Sua biblioteca particular em São Paulo, tem hoje 30 mil volumes, dos quais dez mil são raros e dois mil, raríssimos. Mindlin começou a comprar livros aos 13 anos. Nessa idade, ele já tinha lido obras como a História das Religiões, de Salomon Reinach, e as Letras e narrativas, de Alexandre Herculano. Desde 1927, lá se vão 70 anos, o empresário tem o hábito de frequentar sebos. Uma única regra o guiou na construção de sua esplêndida coleção, o prazer da leitura. "O que não gosto, e raramente acontece, é de ler por obrigação", diz. Mesmo diante daqueles títulos raros que sempre desejou e nunca conseguiu comprar, é o prazer, e não a cobiça, que o move. Ainda há muitos desejos insatisfeitos. Um deles é adquirir a primeira edição de Cultura e opulência do Brasil, de Antonil, publicada em 1711. Chegou a tê-la um dia nas mãos, mas não conseguiu comprá-la.

O empresário ensina que a mais importante qualidade de um bibliófilo não é a fortuna, ou a erudição, mas a paciência. Ele relata, para os que duvidarem, a difícil história que viveu com a primeira edição de O Guarany, de José de Alencar, de 1857. O livro – que é hoje um dos tesouros de sua biblioteca – foi oferecido a amigos do empresário, nos anos 60, por um grego, que pedia por ele algo como US$ 1.000. Para desespero de Mindlin, que só veio a saber da oferta depois, nenhum dos amigos se interessou. Dez anos depois, a primeira edição da obra apareceu no catálogo de um leilão de raridades na Inglaterra. Ele fez a encomenda a um livreiro londrino, que acabou deixando o livro escapar porque o achou caro demais. Em 1977, Mindlin foi a um leilão de livros raros em Paris e lá soube que O Guarany estava disponível. Na viagem de volta, já com seu tesouro no colo, pelo qual pagou muito mais do que o preço original, Mindlin pegou no sono. Ao desembarcar, não se deu conta de que deixara o livro caído no tapete do avião. A Air France o achou, três dias depois, em Buenos Aires. Foi preciso esperar mais alguns dias até o volume chegar, são e salvo, a seu destino definitivo.
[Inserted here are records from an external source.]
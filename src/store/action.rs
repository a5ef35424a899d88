use std::any::Any;

use super::event::Phase;
use crate::container::{Container, Status};
use crate::error::StoreError;
use crate::operation::{OperationId, Outcome};
use crate::resource::Resource;

/// A type-erased outcome tagged with the resource it belongs to.
pub struct Action {
    resource: &'static str,
    op: OperationId,
    phase: Phase,
    payload: Box<dyn Any + Send>,
}

impl Action {
    pub fn new<R: Resource>(outcome: Outcome<R>) -> Self {
        Self {
            resource: R::NAME,
            op: outcome.op().clone(),
            phase: Phase::of(&outcome),
            payload: Box::new(outcome),
        }
    }

    pub fn resource(&self) -> &'static str {
        self.resource
    }

    pub fn op(&self) -> &OperationId {
        &self.op
    }

    pub(crate) fn into_parts(self) -> (&'static str, OperationId, Phase, Box<dyn Any + Send>) {
        (self.resource, self.op, self.phase, self.payload)
    }
}

impl std::fmt::Debug for Action {
    fn fmt(&self, f: &mut std::fmt::Formatter<'_>) -> std::fmt::Result {
        f.debug_struct("Action")
            .field("resource", &self.resource)
            .field("op", &self.op)
            .field("phase", &self.phase)
            .finish_non_exhaustive()
    }
}

/// A registered container, seen through its resource-agnostic surface.
pub(crate) trait Slice: Send + Sync {
    fn label(&self) -> &'static str;
    fn apply_any(&mut self, payload: &(dyn Any + Send)) -> Result<bool, StoreError>;
    fn status(&self) -> Status;
    fn len(&self) -> usize;
    fn as_any(&self) -> &dyn Any;
}

impl<R: Resource> Slice for Container<R> {
    fn label(&self) -> &'static str {
        R::LABEL
    }

    fn apply_any(&mut self, payload: &(dyn Any + Send)) -> Result<bool, StoreError> {
        let outcome = payload
            .downcast_ref::<Outcome<R>>()
            .ok_or(StoreError::TypeMismatch(R::NAME))?;
        Ok(self.apply(outcome))
    }

    fn status(&self) -> Status {
        Container::status(self)
    }

    fn len(&self) -> usize {
        Container::len(self)
    }

    fn as_any(&self) -> &dyn Any {
        self
    }
}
No final Mindlin ainda elenca seus autores preferidos, entre eles Balzac, Tolstói, Cervantes, Sterne e Virginia Woolf. A experiência o leva a dar bons conselhos. Em matéria de livros, garante, cada um deve ser capaz de fazer suas próprias escolhas. O leitor deve se permitir passar de Machado a Astérix ou de Shakespeare a Agatha Chirstie. O importante é o prazer da leitura. Tanto que resume seus sentimentos com uma frase: "Num mundo em que o livro deixasse de existir, eu não gostaria de viver."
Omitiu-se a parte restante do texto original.